Records contained in a dataset:
☆ ☆ ☆ ☆ ☆
//! Candidate values per symbol and their one-hot SAT encoding.
//!
//! Every parameter has a single type tag on a path (fixed by the domain fork
//! at entry), so its value space is a finite, boundary-first candidate list
//! for that tag. The list order is the preference order: canonical values,
//! then harvested constants and their neighbours, then sentinels, then a few
//! seeded arbitrary values.
//!
//! Encoding: one SAT variable per candidate, exactly-one per symbol
//! (at-least-one + pairwise at-most-one).

use num_bigint::BigInt;
use rand::Rng;
use varisat::{Lit, Var};
use verity_model::{TypeTag, Value};

use super::constraint::SymbolId;
use super::rng::symbol_rng;

/// Literal values the suite should exercise whenever a path admits them.
pub fn boundary_literals() -> Vec<Value> {
    vec![
        Value::int(0),
        Value::int(-1),
        Value::Float(1e300),
        Value::Float(f64::INFINITY),
        Value::complex(1.5, 3.5),
        Value::Bytes(vec![0x80]),
        Value::str(""),
    ]
}

fn push(out: &mut Vec<Value>, v: Value) {
    if !out.contains(&v) {
        out.push(v);
    }
}

fn int_candidates(constants: &[Value], rng: &mut impl Rng) -> Vec<Value> {
    let mut out = vec![Value::int(0), Value::int(1), Value::int(-1)];
    for c in constants {
        match c {
            Value::Int(i) => {
                push(&mut out, Value::Int(i.clone()));
                push(&mut out, Value::Int(i - BigInt::from(1)));
                push(&mut out, Value::Int(i + BigInt::from(1)));
            }
            Value::Bool(b) => push(&mut out, Value::Bool(*b)),
            Value::Float(f) if f.is_finite() && f.fract() == 0.0 && f.abs() < 1e15 => {
                push(&mut out, Value::int(*f as i64));
            }
            Value::Str(s) if s.chars().count() < 64 => {
                push(&mut out, Value::int(s.chars().count() as i64));
            }
            _ => {}
        }
    }
    push(&mut out, Value::int(1_234_567_890));
    push(&mut out, Value::int(-1_234_567_890));
    push(&mut out, Value::Int(BigInt::from(1u64) << 64usize));
    push(&mut out, Value::Bool(true));
    push(&mut out, Value::Bool(false));
    for _ in 0..2 {
        push(&mut out, Value::int(rng.gen_range(-1000..=1000)));
    }
    out
}

fn real_candidates(constants: &[Value], rng: &mut impl Rng) -> Vec<Value> {
    let mut out = vec![Value::Float(0.0), Value::Float(1.0), Value::Float(-1.0)];
    for c in constants {
        match c {
            Value::Float(f) => {
                push(&mut out, Value::Float(*f));
                if f.is_finite() {
                    push(&mut out, Value::Float(f - 1.0));
                    push(&mut out, Value::Float(f + 1.0));
                }
            }
            Value::Int(i) => {
                if let Some(f) = c.as_i64().map(|x| x as f64) {
                    push(&mut out, Value::Float(f));
                    push(&mut out, Value::Float(f + 0.5));
                    push(&mut out, Value::Float(f - 0.5));
                } else if i.bits() > 63 {
                    push(&mut out, Value::Float(1e20));
                }
            }
            _ => {}
        }
    }
    for sentinel in [1e300, -1e300, f64::INFINITY, f64::NEG_INFINITY, f64::NAN] {
        push(&mut out, Value::Float(sentinel));
    }
    push(&mut out, Value::Float(rng.gen_range(-1000.0..1000.0)));
    out
}

fn complex_candidates(constants: &[Value], rng: &mut impl Rng) -> Vec<Value> {
    let mut out = vec![
        Value::complex(0.0, 0.0),
        Value::complex(0.0, 1.0),
        Value::complex(1.0, 0.0),
    ];
    for c in constants {
        if let Value::Complex { re, im } = c {
            push(&mut out, Value::complex(*re, *im));
        }
    }
    push(&mut out, Value::complex(1.5, 3.5));
    push(&mut out, Value::complex(-1.0, -1.0));
    push(&mut out, Value::complex(1e300, 1e300));
    push(
        &mut out,
        Value::complex(rng.gen_range(-100.0..100.0), rng.gen_range(-100.0..100.0)),
    );
    out
}

fn bytes_candidates(constants: &[Value], rng: &mut impl Rng) -> Vec<Value> {
    let mut out = vec![Value::Bytes(Vec::new())];
    for c in constants {
        match c {
            Value::Bytes(b) => push(&mut out, Value::Bytes(b.clone())),
            Value::Str(s) => push(&mut out, Value::Bytes(s.as_bytes().to_vec())),
            _ => {}
        }
    }
    push(&mut out, Value::Bytes(vec![0x80]));
    push(&mut out, Value::Bytes("\u{23456}".as_bytes().to_vec()));
    push(&mut out, Value::Bytes(b"a".to_vec()));
    push(&mut out, Value::Bytes(vec![0xff, 0xfe]));
    let len = rng.gen_range(1..=4);
    push(
        &mut out,
        Value::Bytes((0..len).map(|_| rng.gen_range(0x20..0x7f)).collect()),
    );
    out
}

fn text_candidates(constants: &[Value], rng: &mut impl Rng) -> Vec<Value> {
    let mut out = vec![Value::str("")];
    for c in constants {
        match c {
            Value::Str(s) => push(&mut out, Value::str(s)),
            Value::Bytes(b) => {
                if let Ok(s) = std::str::from_utf8(b) {
                    push(&mut out, Value::str(s));
                }
            }
            Value::Int(_) | Value::Float(_) => push(&mut out, Value::str(&c.to_text())),
            _ => {}
        }
    }
    push(&mut out, Value::str("a"));
    push(&mut out, Value::str(" "));
    push(&mut out, Value::str("unicode remains unicode"));
    push(&mut out, Value::str("0"));
    let len = rng.gen_range(1..=6);
    let word: String = (0..len).map(|_| rng.gen_range(b'a'..=b'z') as char).collect();
    push(&mut out, Value::str(&word));
    out
}

fn container_candidates(constants: &[Value]) -> Vec<Value> {
    let mut out = vec![
        Value::List(Vec::new()),
        Value::Dict(Vec::new()),
        Value::Tuple(Vec::new()),
    ];
    let scalars: Vec<&Value> = constants
        .iter()
        .filter(|c| !matches!(c, Value::List(_) | Value::Tuple(_) | Value::Dict(_)))
        .take(6)
        .collect();
    for c in constants {
        if matches!(c, Value::List(_) | Value::Tuple(_) | Value::Dict(_)) {
            push(&mut out, c.clone());
        }
    }
    push(&mut out, Value::List(vec![Value::int(0)]));
    push(&mut out, Value::Dict(vec![(Value::int(0), Value::None)]));
    push(&mut out, Value::Dict(vec![(Value::str(""), Value::None)]));
    push(&mut out, Value::Dict(vec![(Value::str(""), Value::str(""))]));
    for c in &scalars {
        push(&mut out, Value::List(vec![(*c).clone()]));
        if matches!(c, Value::Str(_) | Value::Int(_)) {
            push(&mut out, Value::Dict(vec![((*c).clone(), Value::None)]));
            push(&mut out, Value::Dict(vec![((*c).clone(), Value::int(0))]));
        }
    }
    push(&mut out, Value::List(vec![Value::int(0), Value::int(1)]));
    push(&mut out, Value::Tuple(vec![Value::int(0)]));
    push(&mut out, Value::List(vec![Value::str("")]));
    push(&mut out, Value::Dict(vec![(Value::int(0), Value::int(0))]));
    out
}

/// Boundary-first candidates for one symbol of the given tag.
///
/// `constants` are the hinted constants of the parameter followed by the
/// function's harvested constants; only those usable for `tag` contribute.
pub fn candidates(
    tag: TypeTag,
    constants: &[Value],
    seed: u64,
    symbol: SymbolId,
    limit: usize,
) -> Vec<Value> {
    let mut rng = symbol_rng(seed, u64::from(symbol) * 8 + tag as u64);
    let mut out = match tag {
        TypeTag::Integer => int_candidates(constants, &mut rng),
        TypeTag::Real => real_candidates(constants, &mut rng),
        TypeTag::Complex => complex_candidates(constants, &mut rng),
        TypeTag::Bytes => bytes_candidates(constants, &mut rng),
        TypeTag::Text => text_candidates(constants, &mut rng),
        TypeTag::Container => container_candidates(constants),
        TypeTag::Absent => vec![Value::None],
    };
    out.retain(|v| v.type_tag() == tag);
    out.truncate(limit.max(1));
    out
}

/// One-hot encoding of a symbol's candidates.
#[derive(Debug, Clone)]
pub struct EncodedSymbol {
    pub symbol: SymbolId,
    pub values: Vec<Value>,
    pub vars: Vec<Var>,
}

impl EncodedSymbol {
    pub fn lit(&self, index: usize) -> Option<Lit> {
        self.vars.get(index).map(|v| v.positive())
    }

    /// Index of the candidate chosen by `model`.
    pub fn chosen(&self, model: &[Lit]) -> Option<usize> {
        self.vars
            .iter()
            .position(|v| model.get(v.index()).map_or(false, |l| l.is_positive()))
    }
}

/// All symbols of a problem plus their exactly-one clauses.
#[derive(Debug, Clone)]
pub struct EncodedSpace {
    pub symbols: Vec<EncodedSymbol>,
    pub structural_clauses: Vec<Vec<Lit>>,
    pub next_var: usize,
}

impl EncodedSpace {
    pub fn encode(tables: Vec<Vec<Value>>) -> Self {
        let mut next_var = 0usize;
        let mut structural_clauses = Vec::new();
        let mut symbols = Vec::with_capacity(tables.len());
        for (i, values) in tables.into_iter().enumerate() {
            let vars: Vec<Var> = values
                .iter()
                .map(|_| {
                    let var = Var::from_index(next_var);
                    next_var += 1;
                    var
                })
                .collect();
            structural_clauses.push(vars.iter().map(|v| v.positive()).collect());
            for a in 0..vars.len() {
                for b in (a + 1)..vars.len() {
                    structural_clauses.push(vec![vars[a].negative(), vars[b].negative()]);
                }
            }
            symbols.push(EncodedSymbol {
                symbol: i as SymbolId,
                values,
                vars,
            });
        }
        Self {
            symbols,
            structural_clauses,
            next_var,
        }
    }

    /// Decode a model into one value per symbol.
    pub fn decode(&self, model: &[Lit]) -> Option<Vec<Value>> {
        self.symbols
            .iter()
            .map(|s| s.chosen(model).and_then(|i| s.values.get(i).cloned()))
            .collect()
    }

    /// Candidate indices chosen by `model`, one per symbol.
    pub fn choices(&self, model: &[Lit]) -> Option<Vec<usize>> {
        self.symbols.iter().map(|s| s.chosen(model)).collect()
    }

    /// Positive literals of the given candidate choices.
    pub fn lits(&self, choices: &[(usize, usize)]) -> Vec<Lit> {
        choices
            .iter()
            .filter_map(|(sym, idx)| self.symbols.get(*sym).and_then(|s| s.lit(*idx)))
            .collect()
    }
}

#[cfg(test)]
mod tests {
    use super::*;

    #[test]
    fn test_candidates_are_boundary_first_and_typed() {
        for tag in TypeTag::ALL {
            let values = candidates(tag, &[Value::int(7), Value::str("en")], 42, 0, 48);
            assert!(!values.is_empty());
            assert!(values.iter().all(|v| v.type_tag() == tag), "{tag}");
        }
        let ints = candidates(TypeTag::Integer, &[Value::int(7)], 42, 0, 48);
        assert_eq!(&ints[..3], &[Value::int(0), Value::int(1), Value::int(-1)]);
        assert!(ints.contains(&Value::int(6)) && ints.contains(&Value::int(8)));
        let text = candidates(TypeTag::Text, &[Value::str("en")], 42, 0, 48);
        assert_eq!(&text[..2], &[Value::str(""), Value::str("en")]);
    }

    #[test]
    fn test_candidates_are_deterministic_and_limited() {
        let a = candidates(TypeTag::Bytes, &[], 7, 2, 48);
        let b = candidates(TypeTag::Bytes, &[], 7, 2, 48);
        assert_eq!(a, b);
        assert!(a.contains(&Value::Bytes(vec![0x80])));
        assert_eq!(candidates(TypeTag::Integer, &[], 7, 0, 4).len(), 4);
    }

    #[test]
    fn test_containers_include_mappings_to_none_without_constants() {
        let values = candidates(TypeTag::Container, &[], 42, 1, 48);
        assert!(values.contains(&Value::Dict(vec![(Value::int(0), Value::None)])));
        assert!(values.contains(&Value::Dict(vec![(Value::str(""), Value::None)])));
        assert!(values.contains(&Value::Dict(vec![(Value::str(""), Value::str(""))])));
    }

    #[test]
    fn test_encoding_is_one_hot() {
        let space =
            EncodedSpace::encode(vec![vec![Value::int(0), Value::int(1)], vec![Value::None]]);
        assert_eq!(space.next_var, 3);
        // 1 at-least-one + 1 pairwise for the first symbol, 1 at-least-one for the second.
        assert_eq!(space.structural_clauses.len(), 3);
        let model = vec![
            Var::from_index(0).negative(),
            Var::from_index(1).positive(),
            Var::from_index(2).positive(),
        ];
        assert_eq!(space.decode(&model), Some(vec![Value::int(1), Value::None]));
    }
}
☆ ☆ ☆ ☆ ☆
To do:
Out of the entries above, write out only the lines between the line holding "#[cfg(test)]" and the line holding "assert_eq!(a, b);", inclusive, each exactly as given.

Solution below:
#[cfg(test)]
mod tests {
    use super::*;

    #[test]
    fn test_candidates_are_boundary_first_and_typed() {
        for tag in TypeTag::ALL {
            let values = candidates(tag, &[Value::int(7), Value::str("en")], 42, 0, 48);
            assert!(!values.is_empty());
            assert!(values.iter().all(|v| v.type_tag() == tag), "{tag}");
        }
        let ints = candidates(TypeTag::Integer, &[Value::int(7)], 42, 0, 48);
        assert_eq!(&ints[..3], &[Value::int(0), Value::int(1), Value::int(-1)]);
        assert!(ints.contains(&Value::int(6)) && ints.contains(&Value::int(8)));
        let text = candidates(TypeTag::Text, &[Value::str("en")], 42, 0, 48);
        assert_eq!(&text[..2], &[Value::str(""), Value::str("en")]);
    }

    #[test]
    fn test_candidates_are_deterministic_and_limited() {
        let a = candidates(TypeTag::Bytes, &[], 7, 2, 48);
        let b = candidates(TypeTag::Bytes, &[], 7, 2, 48);
        assert_eq!(a, b);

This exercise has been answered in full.